A fala é o ponto de tensão entre o indivíduo e a sociedade. É uma construção pessoal. Cada indivíduo tem sua fala, seu comportamento. A escrita é uma fala. Para que se comprove isso, basta verificar que não há duas pessoas que escrevam exatamente igual. Essa diferença entre as escritas é o caráter pessoal de quem escreveu. É nesse diferencial que se baseia o estilo. O estilo é, pois, uma fala. Daí que o que mais chama a atenção do analista numa análise de textos é o estilo do seu autor. Foi por isso que ao ler "A fala e a pena: para além do bonde", de Tales de Sá Cavalcante, procurei esse caráter pessoal do autor como porta de entrada para compreender seu texto. A primeira preocupação foi entender esse subtítulo da obra; "Para além do bonde". Por que a palavra bonde aparece na capa?

Esse subtítulo "Para além do bonde" remete a uma memória familiar. Tales, que veio ao mundo em 26 de janeiro de 1950, é o terceiro filho de Ari de Sá Cavalcante e Hildete Brasil de Sá Cavalcante. Acontece que seu pai manteve uma coluna no jornal "O Estado", entre 1940 e 1945, onde escrevia sob o pseudônimo de "Tales", e essa coluna tinha como título "Para ler no bonde". Daí então o nome do filho e agora o subtítulo que é colocado no livro. Essa memória também aparece nos nomes dos colégios do grupo.
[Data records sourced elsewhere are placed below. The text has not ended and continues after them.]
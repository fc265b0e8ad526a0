//! Report output port trait.

use crate::domain::error::JournalError;
use crate::domain::journal::JournalReport;

/// Port for writing journal reports. An `output_path` of `-` means stdout.
pub trait ReportPort {
    fn write(&self, report: &JournalReport, output_path: &str) -> Result<(), JournalError>;
}
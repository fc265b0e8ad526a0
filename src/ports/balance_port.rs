//! Account balance port trait.

use rust_decimal::Decimal;

pub trait BalancePort {
    /// Authoritative current account value, if one is known.
    fn current_balance(&self) -> Option<Decimal>;
}
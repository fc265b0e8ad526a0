//! Valuation of residual lots as open positions.

use rust_decimal::Decimal;
use rust_decimal_macros::dec;
use serde::Serialize;
use std::collections::BTreeMap;
use tracing::warn;

use super::lot::{LotLedger, QTY_EPSILON};
use super::matching::percent_of;
use super::trade::MAX_AMOUNT;

/// Quoted valuations above this are treated as unusable quotes.
const MAX_POSITION_VALUE: Decimal = dec!(1000000000000000000000);

#[derive(Debug, Clone, PartialEq, Serialize)]
pub struct OpenPosition {
    pub symbol: String,
    pub qty: Decimal,
    pub avg_cost: Decimal,
    pub cost_basis: Decimal,
    pub current_price: Decimal,
    /// False when no quote was supplied and `avg_cost` stood in for the price.
    pub priced: bool,
    pub current_value: Decimal,
    pub unrealized_pl: Decimal,
    pub unrealized_pl_percent: Decimal,
    pub lot_count: usize,
}

/// Summarize a ledger's remaining lots. Returns `None` for a flat ledger.
///
/// Without a quote for the symbol the position is valued at its own average
/// cost, which reports zero unrealized P&L.
pub fn value_position(
    symbol: &str,
    ledger: &LotLedger,
    prices: Option<&BTreeMap<String, Decimal>>,
) -> Option<OpenPosition> {
    let qty = ledger.total_qty();
    if qty <= QTY_EPSILON {
        return None;
    }
    let cost_basis = ledger.total_cost();
    let avg_cost = cost_basis / qty;

    let quoted = prices.and_then(|p| p.get(symbol)).copied().and_then(|price| {
        let value = qty
            .checked_mul(price)
            .filter(|v| price >= Decimal::ZERO && price <= MAX_AMOUNT && *v <= MAX_POSITION_VALUE);
        if value.is_none() {
            warn!(symbol, price = %price, "quote outside the supported range; valuing at cost");
        }
        value.map(|v| (price, v))
    });
    let (current_price, current_value) = quoted.unwrap_or((avg_cost, cost_basis));
    let unrealized_pl = current_value - cost_basis;

    Some(OpenPosition {
        symbol: symbol.to_string(),
        qty,
        avg_cost,
        cost_basis,
        current_price,
        priced: quoted.is_some(),
        current_value,
        unrealized_pl,
        unrealized_pl_percent: percent_of(unrealized_pl, cost_basis),
        lot_count: ledger.lot_count(),
    })
}

/// Value every non-flat ledger, in symbol order.
pub fn value_positions<'a>(
    ledgers: impl IntoIterator<Item = (&'a str, &'a LotLedger)>,
    prices: Option<&BTreeMap<String, Decimal>>,
) -> Vec<OpenPosition> {
    let mut positions: Vec<OpenPosition> = ledgers
        .into_iter()
        .filter_map(|(symbol, ledger)| value_position(symbol, ledger, prices))
        .collect();
    positions.sort_by(|a, b| a.symbol.cmp(&b.symbol));
    positions
}
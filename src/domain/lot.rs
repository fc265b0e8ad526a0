//! Per-symbol FIFO ledger of open purchase lots.
//!
//! Lots are only ever created by [`LotLedger::push`] and only ever shrink
//! through [`LotLedger::consume`]. The cost basis of a partly consumed lot is
//! reduced by exactly the amount handed out, so the cost consumed plus the
//! cost still open always equals the cost pushed.

use chrono::{DateTime, Utc};
use rust_decimal::Decimal;
use rust_decimal_macros::dec;
use serde::Serialize;
use std::collections::VecDeque;

use super::trade::Trade;

/// Quantities closer than this are considered equal.
pub const QTY_EPSILON: Decimal = dec!(0.0001);

/// Decimal places kept on the cost portion handed out by a partial fill.
const COST_DP: u32 = 12;

#[derive(Debug, Clone, PartialEq, Serialize)]
pub struct Lot {
    pub remaining_qty: Decimal,
    /// Total cost of the remaining units, acquisition fee included.
    pub cost_basis: Decimal,
    pub origin_trade_id: String,
    pub opened_at: DateTime<Utc>,
}

/// What a call to [`LotLedger::consume`] took off the front of the queue.
#[derive(Debug, Clone, Default, PartialEq)]
pub struct Consumption {
    pub qty: Decimal,
    pub cost_basis: Decimal,
    /// Number of lots touched, fully or partly.
    pub lots: usize,
    pub first_opened_at: Option<DateTime<Utc>>,
}

impl Consumption {
    pub fn is_empty(&self) -> bool {
        self.qty <= Decimal::ZERO
    }
}

#[derive(Debug, Clone, Copy, PartialEq, Eq, Serialize)]
#[serde(rename_all = "snake_case")]
pub enum LedgerState {
    New,
    Accumulating,
    Flat,
}

#[derive(Debug, Clone, Default)]
pub struct LotLedger {
    lots: VecDeque<Lot>,
    touched: bool,
}

impl LotLedger {
    pub fn new() -> Self {
        Self::default()
    }

    /// Open a new lot from a BUY trade.
    pub fn push(&mut self, trade: &Trade) {
        self.touched = true;
        self.lots.push_back(Lot {
            remaining_qty: trade.quantity,
            cost_basis: trade.price * trade.quantity + trade.fee,
            origin_trade_id: trade.id.clone(),
            opened_at: trade.timestamp,
        });
    }

    pub fn peek_oldest(&self) -> Option<&Lot> {
        self.lots.front()
    }

    /// Remove up to `qty` units, oldest lot first.
    ///
    /// A lot whose remainder would fall within [`QTY_EPSILON`] is consumed
    /// whole, so dust never lingers in the queue.
    pub fn consume(&mut self, qty: Decimal) -> Consumption {
        let mut wanted = qty;
        let mut taken = Consumption::default();

        while wanted > QTY_EPSILON {
            let Some(front) = self.lots.front_mut() else {
                break;
            };
            taken.lots += 1;
            taken.first_opened_at.get_or_insert(front.opened_at);

            if front.remaining_qty <= wanted + QTY_EPSILON {
                wanted -= front.remaining_qty;
                taken.qty += front.remaining_qty;
                taken.cost_basis += front.cost_basis;
                self.lots.pop_front();
            } else {
                let portion = front
                    .cost_basis
                    .checked_mul(wanted)
                    .and_then(|c| c.checked_div(front.remaining_qty))
                    .unwrap_or_else(|| front.cost_basis * (wanted / front.remaining_qty))
                    .round_dp(COST_DP);
                front.cost_basis -= portion;
                front.remaining_qty -= wanted;
                taken.qty += wanted;
                taken.cost_basis += portion;
                wanted = Decimal::ZERO;
            }
        }

        taken
    }

    pub fn remaining(&self) -> impl Iterator<Item = &Lot> {
        self.lots.iter()
    }

    pub fn lot_count(&self) -> usize {
        self.lots.len()
    }

    pub fn total_qty(&self) -> Decimal {
        self.lots.iter().map(|l| l.remaining_qty).sum()
    }

    pub fn total_cost(&self) -> Decimal {
        self.lots.iter().map(|l| l.cost_basis).sum()
    }

    pub fn is_flat(&self) -> bool {
        self.lots.is_empty()
    }

    pub fn state(&self) -> LedgerState {
        if !self.lots.is_empty() {
            LedgerState::Accumulating
        } else if self.touched {
            LedgerState::Flat
        } else {
            LedgerState::New
        }
    }
}

#[cfg(test)]
mod tests {
    use super::*;
    use crate::domain::trade::Side;
    use chrono::{Duration, TimeZone};
    use proptest::prelude::*;

    fn buy(id: &str, day: i64, qty: Decimal, price: Decimal, fee: Decimal) -> Trade {
        Trade {
            id: id.to_string(),
            broker: "schwab".to_string(),
            symbol: "AAPL".to_string(),
            side: Side::Buy,
            quantity: qty,
            price,
            fee,
            timestamp: Utc.with_ymd_and_hms(2024, 1, 1, 15, 0, 0).unwrap() + Duration::days(day),
        }
    }

    #[test]
    fn push_includes_fee_in_cost_basis() {
        let mut ledger = LotLedger::new();
        ledger.push(&buy("a", 0, dec!(10), dec!(10), dec!(1.5)));
        let lot = ledger.peek_oldest().unwrap();
        assert_eq!(lot.remaining_qty, dec!(10));
        assert_eq!(lot.cost_basis, dec!(101.5));
        assert_eq!(lot.origin_trade_id, "a");
    }

    #[test]
    fn consume_takes_oldest_lot_first() {
        let mut ledger = LotLedger::new();
        ledger.push(&buy("a", 0, dec!(5), dec!(100), dec!(0)));
        ledger.push(&buy("b", 1, dec!(5), dec!(200), dec!(0)));

        let taken = ledger.consume(dec!(5));

        assert_eq!(taken.qty, dec!(5));
        assert_eq!(taken.cost_basis, dec!(500));
        assert_eq!(taken.lots, 1);
        assert_eq!(ledger.lot_count(), 1);
        assert_eq!(ledger.peek_oldest().unwrap().origin_trade_id, "b");
    }

    #[test]
    fn partial_consumption_reduces_cost_proportionally() {
        let mut ledger = LotLedger::new();
        ledger.push(&buy("a", 0, dec!(10), dec!(10), dec!(0)));

        let taken = ledger.consume(dec!(4));

        assert_eq!(taken.qty, dec!(4));
        assert_eq!(taken.cost_basis, dec!(40));
        let lot = ledger.peek_oldest().unwrap();
        assert_eq!(lot.remaining_qty, dec!(6));
        assert_eq!(lot.cost_basis, dec!(60));
    }

    #[test]
    fn partial_consumption_of_very_large_lot() {
        let mut ledger = LotLedger::new();
        ledger.push(&buy("a", 0, dec!(1000000000000000), dec!(1), dec!(0)));

        let taken = ledger.consume(dec!(400000000000000));

        assert_eq!(taken.cost_basis, dec!(400000000000000));
        assert_eq!(ledger.total_qty(), dec!(600000000000000));
        assert_eq!(ledger.total_cost(), dec!(600000000000000));
    }

    #[test]
    fn consume_spans_several_lots() {
        let mut ledger = LotLedger::new();
        ledger.push(&buy("a", 0, dec!(2), dec!(10), dec!(1)));
        ledger.push(&buy("b", 1, dec!(4), dec!(20), dec!(0)));

        let taken = ledger.consume(dec!(3));

        assert_eq!(taken.qty, dec!(3));
        assert_eq!(taken.cost_basis, dec!(41));
        assert_eq!(taken.lots, 2);
        assert_eq!(taken.first_opened_at, Some(buy("a", 0, dec!(1), dec!(1), dec!(0)).timestamp));
        assert_eq!(ledger.total_qty(), dec!(3));
        assert_eq!(ledger.total_cost(), dec!(60));
    }

    #[test]
    fn consume_beyond_available_stops_at_empty() {
        let mut ledger = LotLedger::new();
        ledger.push(&buy("a", 0, dec!(2), dec!(10), dec!(0)));

        let taken = ledger.consume(dec!(5));

        assert_eq!(taken.qty, dec!(2));
        assert!(ledger.is_flat());
    }

    #[test]
    fn consume_from_empty_ledger_takes_nothing() {
        let mut ledger = LotLedger::new();
        let taken = ledger.consume(dec!(5));
        assert!(taken.is_empty());
        assert_eq!(taken.lots, 0);
        assert_eq!(taken.first_opened_at, None);
    }

    #[test]
    fn dust_below_epsilon_closes_the_lot() {
        let mut ledger = LotLedger::new();
        ledger.push(&buy("a", 0, dec!(0.5), dec!(40000), dec!(0)));

        let taken = ledger.consume(dec!(0.49995));

        assert_eq!(taken.qty, dec!(0.5));
        assert_eq!(taken.cost_basis, dec!(20000));
        assert!(ledger.is_flat());
    }

    #[test]
    fn state_transitions() {
        let mut ledger = LotLedger::new();
        assert_eq!(ledger.state(), LedgerState::New);

        ledger.push(&buy("a", 0, dec!(1), dec!(10), dec!(0)));
        assert_eq!(ledger.state(), LedgerState::Accumulating);

        ledger.consume(dec!(1));
        assert_eq!(ledger.state(), LedgerState::Flat);

        ledger.push(&buy("b", 1, dec!(1), dec!(10), dec!(0)));
        assert_eq!(ledger.state(), LedgerState::Accumulating);
    }

    proptest! {
        #[test]
        fn random_partial_fills_conserve_cost_and_quantity(
            qty in 1u32..10_000,
            price_cents in 1i64..10_000_000,
            fee_cents in 0i64..10_000,
            fills in prop::collection::vec(1i64..50_000, 1..40),
        ) {
            let mut ledger = LotLedger::new();
            let quantity = Decimal::from(qty);
            ledger.push(&buy("a", 0, quantity, Decimal::new(price_cents, 2), Decimal::new(fee_cents, 2)));
            let original_cost = ledger.total_cost();

            let mut cost_out = Decimal::ZERO;
            let mut qty_out = Decimal::ZERO;
            for fill in fills {
                let taken = ledger.consume(Decimal::new(fill, 2));
                cost_out += taken.cost_basis;
                qty_out += taken.qty;
            }

            prop_assert!((cost_out + ledger.total_cost() - original_cost).abs() <= dec!(0.000001));
            prop_assert_eq!(qty_out + ledger.total_qty(), quantity);
            for lot in ledger.remaining() {
                prop_assert!(lot.remaining_qty > QTY_EPSILON);
                prop_assert!(lot.cost_basis >= Decimal::ZERO);
            }
        }
    }
}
É por isso que depois de quarenta e cinco anos de atuação no colégio, Tales pode escrever sobre educação. Sua experiência como educador o credencia a escrever sobre temas pedagógicos da atualidade. Entre suas crônicas é preciso que se destaquem aquelas que são fruto de sua prática do dia-a-dia. Seus discursos de colação de grau das turmas concludentes da Faculdade Farias Brito são textos de alto valor pedagógico que esclarecem o formando nesse momento crucial da vida em que os jovens, em um rito de passagem dos mais simbólicos, saem com um diploma na mão, as ideias na cabeça e a expectativa diante do concorrido mercado de trabalho.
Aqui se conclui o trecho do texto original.